The concurvity moves from the stated smooth terms to the parametric terms, which concurvity
groups in total under the para
column of the matrix or matrices returned.
Here's a modified example from ?concurvity
library("mgcv")
## simulate data with concurvity...
set.seed(8)
n<- 200
f2 <- function(x) 0.2 * x^11 * (10 * (1 - x))^6 + 10 *
(10 * x)^3 * (1 - x)^10
t <- sort(runif(n)) ## first covariate
## make covariate x a smooth function of t + noise...
x <- f2(t) + rnorm(n)*3
## simulate response dependent on t and x...
y <- sin(4*pi*t) + exp(x/20) + rnorm(n)*.3
## fit model...
b <- gam(y ~ s(t,k=15) + s(x,k=15), method="REML")

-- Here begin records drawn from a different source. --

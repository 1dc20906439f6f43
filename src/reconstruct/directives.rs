//! Structural corrections from the card table, applied to a card draft.

use regex::Regex;
use std::collections::BTreeMap;
use std::sync::LazyLock;
use tracing::{debug, error, info, warn};

use super::ability::{AbilityDraft, AbilityKind};
use super::draft::CardDraft;
use super::keyword::is_keyword_text;
use super::ReconstructError;
use crate::correction::{CardCorrections, CorrectionError, CorrectionRuleSet, Directive};
use crate::symbols::SEPARATOR;

static KEYWORD_AT_LINE_START: LazyLock<Regex> =
    LazyLock::new(|| Regex::new(r"\n([A-ZÀ][^.]+) \(").expect("trailing keyword regex is valid"));

/// Directives that only matter while the abilities are finalized and assembled.
#[derive(Debug, Clone, Default, PartialEq)]
pub struct LayoutDirectives {
    pub forced: BTreeMap<usize, AbilityKind>,
    pub newline_after: Option<usize>,
    pub skip_merge: Option<usize>,
    pub move_ability: Option<(usize, usize)>,
}

pub(super) fn check_index(key: &'static str, list: &'static str, index: usize, len: usize) -> bool {
    if index < len {
        return true;
    }
    error!("{}", CorrectionError::IndexOutOfRange { key, list, index, len });
    false
}

/// Applies the card's directives and field corrections to `card`, in a fixed
/// order. Directives that point outside the lists are logged and skipped, and
/// stay unconsumed.
pub fn apply_directives(
    card: &mut CardDraft,
    corrections: &mut CardCorrections,
    rules: &CorrectionRuleSet,
) -> Result<LayoutDirectives, ReconstructError> {
    let directives = corrections.directives().to_vec();
    let mut layout = LayoutDirectives::default();
    let mut removals: Option<Vec<usize>> = None;
    let mut add_name = None;
    let mut effect_is_ability = None;
    let mut effect_is_flavor = None;
    let mut merge_effect = None;
    let mut split_name = None;

    if directives.iter().any(|d| matches!(d, Directive::MoveKeywordsLast)) && move_keywords_last(card) {
        corrections.mark_applied(&Directive::MoveKeywordsLast);
    }
    for directive in &directives {
        if let Directive::InsertAbilities(inserted) = directive {
            for ability in inserted {
                if !check_index(directive.key(), "ability", ability.index, card.abilities.len() + 1) {
                    continue;
                }
                info!("Inserting ability {:?} at index {}", ability.effect, ability.index);
                let draft = AbilityDraft {
                    name: ability.name.clone(),
                    effect: Some(ability.effect.clone()),
                    full_text: Some(ability.effect.clone()),
                    kind: None,
                };
                card.abilities.insert(ability.index, draft);
            }
            corrections.mark_applied(directive);
        }
    }

    for directive in directives {
        match directive {
            Directive::RemoveAbilities(indexes) => {
                if card.abilities.is_empty() {
                    warn!("Correction to remove abilities {:?}, but the card has no abilities", indexes);
                } else {
                    removals = Some(indexes);
                }
            }
            Directive::ForceAbilityType { index, kind } => {
                if let Some(previous) = layout.forced.insert(index, kind) {
                    error!("Ability at index {} is being forced to two types: {:?} and {:?}", index, previous, kind);
                }
            }
            Directive::AddNameToAbility { index, name } => add_name = Some((index, name)),
            Directive::EffectIsAbility { index, name } => effect_is_ability = Some((index, name)),
            Directive::EffectIsFlavorText(index) => effect_is_flavor = Some(index),
            Directive::MergeEffectWithPrevious(index) => merge_effect = Some(index),
            Directive::MoveAbility { from, to } => layout.move_ability = Some((from, to)),
            Directive::NewlineAfterLabel(index) => layout.newline_after = Some(index),
            Directive::SkipFullTextSectionMerge(index) => layout.skip_merge = Some(index),
            Directive::SplitAbilityName { index, pattern } => split_name = Some((index, pattern)),
            Directive::MoveKeywordsLast | Directive::InsertAbilities(_) => {}
        }
    }

    let abilities_corrected = corrections.has_field_correction("abilities");
    let effects_corrected = corrections.has_field_correction("effects");
    card.apply_field_corrections(corrections)?;

    if !card.abilities.is_empty() && (abilities_corrected || removals.is_some()) {
        split_abilities(card, corrections, removals);
    }
    if effects_corrected && !card.effects.is_empty() {
        split_effects(card);
    }

    if let Some((index, pattern)) = split_name {
        if check_index("_splitAbilityNameAtIndex", "ability", index, card.abilities.len()) {
            let ability = &mut card.abilities[index];
            let effect = ability.effect.clone().unwrap_or_default();
            let parts: Vec<String> = pattern.splitn(&effect, 2).map(str::to_string).collect();
            match parts.as_slice() {
                [name, rest] => {
                    info!("Split ability {} into name {:?} and effect {:?}", index, name, rest);
                    ability.name = Some(name.to_string());
                    ability.effect = Some(rest.to_string());
                    corrections.mark_applied(&Directive::SplitAbilityName { index, pattern });
                }
                _ => error!("Pattern {:?} doesn't split the effect of ability {}", pattern.as_str(), index),
            }
        }
    }

    if let Some((index, name)) = add_name {
        if check_index("_addNameToAbilityAtIndex", "ability", index, card.abilities.len()) {
            let ability = &mut card.abilities[index];
            if ability.has_name() {
                error!(
                    "Can't add name {:?} to ability {}, it already has name {:?}",
                    name, index, ability.name
                );
            } else {
                info!("Adding ability name {:?} to ability {}", name, index);
                ability.name = Some(name.clone());
                corrections.mark_applied(&Directive::AddNameToAbility { index, name });
            }
        }
    }

    // Before moving effects to abilities, so the merged effect moves as a whole
    if let Some(index) = merge_effect {
        if check_index("_mergeEffectIndexWithPrevious", "effect", index, card.effects.len()) {
            info!("Merging effect {} with the previous one", index);
            let effect = card.effects.remove(index);
            card.effects[index - 1].push('\n');
            card.effects[index - 1].push_str(&effect);
            corrections.mark_applied(&Directive::MergeEffectWithPrevious(index));
        }
    }

    if let Some((index, name)) = effect_is_ability {
        if check_index("_effectAtIndexIsAbility", "effect", index, card.effects.len()) {
            let mut effect = card.effects.remove(index);
            if let Some(label) = name.as_deref().filter(|label| !label.is_empty()) {
                if let Some(rest) = effect.strip_prefix(label) {
                    info!("Removing duplicate label {:?} from the start of the effect", label);
                    let mut rest = rest.chars();
                    rest.next();
                    effect = rest.as_str().to_string();
                }
            }
            info!("Moving effect {} to the abilities", index);
            card.abilities.push(AbilityDraft {
                name: name.clone(),
                effect: Some(effect),
                ..AbilityDraft::default()
            });
            corrections.mark_applied(&Directive::EffectIsAbility { index, name });
        }
    }

    if let Some(index) = effect_is_flavor.filter(|&index| {
        check_index("_effectAtIndexIsFlavorText", "effect", index, card.effects.len())
    }) {
        if card.flavor_text.is_some() {
            error!("Can't move effect {} to the flavor text, the card already has flavor text", index);
        } else {
            info!("Moving effect {} to the flavor text", index);
            card.flavor_text = Some(rules.correct_punctuation(&card.effects.remove(index)));
            corrections.mark_applied(&Directive::EffectIsFlavorText(index));
        }
    }

    merge_split_effects(&mut card.effects);
    Ok(layout)
}

/// Keyword text printed below a named ability gets read as part of it.
fn move_keywords_last(card: &mut CardDraft) -> bool {
    let Some(last) = card.abilities.last_mut() else {
        error!("Keywords should move last, but the card has no abilities");
        return false;
    };
    let Some(effect) = last.effect.as_mut() else {
        error!("Keywords should move last, but the last ability has no effect");
        return false;
    };
    let Some(found) = KEYWORD_AT_LINE_START.find(effect) else {
        error!("Keywords should move last, but no keyword was found in {:?}", effect);
        return false;
    };
    debug!("Splitting the last ability at {} to move its keyword last", found.start());
    let keyword = effect[found.start() + 1..].to_string();
    effect.truncate(found.start());
    card.abilities.push(AbilityDraft::keyword(keyword));
    true
}

/// Removes abilities marked for removal or left empty, and splits abilities
/// that corrections gave a blank line.
fn split_abilities(card: &mut CardDraft, corrections: &mut CardCorrections, removals: Option<Vec<usize>>) {
    if let Some(indexes) = &removals {
        for &index in indexes {
            check_index("_removeAbilitiesAtIndexes", "ability", index, card.abilities.len());
        }
    }
    let mut removed_any = false;
    for index in (0..card.abilities.len()).rev() {
        if removals.as_ref().is_some_and(|indexes| indexes.contains(&index)) {
            info!("Removing ability at index {}", index);
            card.abilities.remove(index);
            removed_any = true;
            continue;
        }
        if card.abilities[index].text().is_empty() {
            info!("Removing empty ability at index {}", index);
            card.abilities.remove(index);
            continue;
        }
        loop {
            let text = card.abilities[index].text_mut();
            let Some((first, second)) = text.rsplit_once("\n\n") else {
                break;
            };
            info!("Splitting ability at index {} in two at a blank line", index);
            let second = second.to_string();
            text.truncate(first.len());
            card.abilities.insert(index + 1, AbilityDraft::effect(second));
        }
    }
    if let Some(indexes) = removals.filter(|_| removed_any) {
        corrections.mark_applied(&Directive::RemoveAbilities(indexes));
    }
}

/// Splits effects that corrections gave a blank line; parts that read as
/// keywords move to the front of the abilities.
fn split_effects(card: &mut CardDraft) {
    for index in (0..card.effects.len()).rev() {
        while let Some((first, second)) = card.effects[index].rsplit_once("\n\n") {
            info!("Splitting effect at index {} in two at a blank line", index);
            let (first, second) = (first.to_string(), second.to_string());
            card.effects[index] = first;
            card.effects.insert(index + 1, second);
        }
    }
    for index in (0..card.effects.len()).rev() {
        if is_keyword_text(&card.effects[index]) {
            info!("Effect at index {} is a keyword, moving it to the abilities", index);
            let text = card.effects.remove(index);
            card.abilities.insert(
                0,
                AbilityDraft {
                    effect: Some(text.clone()),
                    full_text: Some(text),
                    kind: Some(AbilityKind::Keyword),
                    name: None,
                },
            );
        }
    }
}

/// Effects never start with a separator or a number; those are the rest of
/// the previous effect's option list.
pub fn merge_split_effects(effects: &mut Vec<String>) {
    for index in (1..effects.len()).rev() {
        let effect = &effects[index];
        if effect.starts_with(SEPARATOR) || effect.chars().next().is_some_and(|c| c.is_ascii_digit()) {
            debug!("Joining effect {} with the previous one", index);
            let effect = effects.remove(index);
            effects[index - 1].push('\n');
            effects[index - 1].push_str(&effect);
        }
    }
}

Now add a linear term and refit
x2 <- seq_len(n) + rnorm(n)*3
b2 <- update(b, . ~ . + x2)
Now look at the concurvity of the two models
## assess concurvity between each term and `rest of model'...
concurvity(b)
concurvity(b2)
These produce
> concurvity(b)
para s(t) s(x)
worst 1.06587e-24 0.60269087 0.6026909
observed 1.06587e-24 0.09576829 0.5728602
estimate 1.06587e-24 0.24513981 0.4659564
> concurvity(b2)
para s(t) s(x)
worst 0.9990068 0.9970541 0.6042295
observed 0.9990068 0.7866776 0.5733337
estimate 0.9990068 0.9111690 0.4668871
Note that x2
is essentially a noisy version of t
:
> cor(t, x2)
[1] 0.9975977
and hence the concurvity is gone up from essentially 0 in b
to almost 1 in b2
.
Now if we add x2
as a smooth function instead...
concurvity(update(b, . ~ . + s(x2)))
we see that the para
entries return to being very small and we get a measure for the spline term s(x2)
directly
> concurvity(update(b, . ~ . + s(x2)))
para s(t) s(x) s(x2)
worst 1.506201e-24 0.9977153 0.6264654 0.9976988
observed 1.506201e-24 0.9838018 0.5893737 0.9963857
estimate 1.506201e-24 0.9909506 0.4921592 0.9943990
This is just how the function works in terms of the parametric terms; the focus is on the smooth terms.
Note: you are specifying gamma
but fitting using REML. gamma
only affects GCV and UBRE/AIC methods of smoothness selection, so you can remove this argument as it is having zero effect on the model fits. From version 1.8-23 of mgcv, the gamma
argument no also affects models fitted using REML/ML, where smoothness parameters are selected BY REML/ML as if the sample size was $n/\gamma$ instead of $n$.